On June 24, the North Carolina Senate proposed three new amendments to the North Carolina Constitution, all included in House Bill 3. One of these would create additional protections for property rights by increasing the burden on government entities seeking to take property using eminent domain.
The proposed Article I § 38 of the North Carolina Constitution would read as follows:
“Private property shall not be taken by eminent domain except for a public use. Just compensation shall be paid and shall be determined by a jury at the request of any party.”
The amendment would fall within Section I of the State Constitution, which contains North Carolina’s “Declaration of Rights.” Existing amendments include protections for rights such as equal protection, freedom of speech, religious liberty, and due process of law.
“Eminent domain” refers to the power of a government to seize private property for public use, so long as the government provides just compensation to the property’s owner. North Carolina case law currently allows a government actor to take property via eminent domain only if the use is both for a “public use” and will result in a “public benefit.” In Tucker v. City of Kannapolis, the North Carolina Court of Appeals summarized these two distinct requirements:
Our Supreme Court has held that courts must consider whether a proposed condemnation satisfies two separate tests: a public use test and a public benefit test.

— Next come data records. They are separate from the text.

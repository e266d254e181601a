//-
// Copyright (c) 2020, Jason Lingle
//
// This file is part of midtools.
//
// midtools is free software: you can  redistribute it and/or modify it under
// the terms of the GNU General Public  License as published by the Free
// Software Foundation, either version 3 of the License, or (at your option)
// any later version.
//
// midtools is distributed  in the hope that  it will be useful,  but WITHOUT
// ANY WARRANTY; without even the implied warranty of MERCHANTABILITY or
// FITNESS FOR  A PARTICULAR  PURPOSE.  See the  GNU General  Public  License
// for more details.
//
// You should have received a copy of the GNU General Public License along with
// midtools. If not, see <http://www.gnu.org/licenses/>.

pub mod config;
pub mod error;
pub mod file_ops;
pub mod uri;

“Under the “public use test,” the dispositive determination is “whether the general public has a right to a definite use of the property sought to be condemned.” The “public’s right to use, not the public’s actual use” is the key factor in making the required determination. Under the “public benefit test,” the dispositive determination is “whether some benefit accrues to the public as a result of the desired condemnation.” If the proposed condemnation would “contribute to the general welfare and prosperity of the public at large” and if that contribution cannot readily be furnished without the aid of governmental power, then the public benefit test is satisfied.” Tucker v. City of Kannapolis, 159 N.C. App. 174, 178, 582 S.E.2d 697, 699-700 (2003)(internal citations omitted).
This statement of North Carolina law generally parallels the common law legal tradition, under which private property typically can only be taken for a “public use.” Some public uses that might be legitimate include road construction, public buildings, and public parks. These are things that are traditionally constructed by government, and from which everyone derives certain benefits. More indirect public benefits — such as, say, economic development or potential future job creation — traditionally were not a sufficient “public use” to justify the use of eminent domain.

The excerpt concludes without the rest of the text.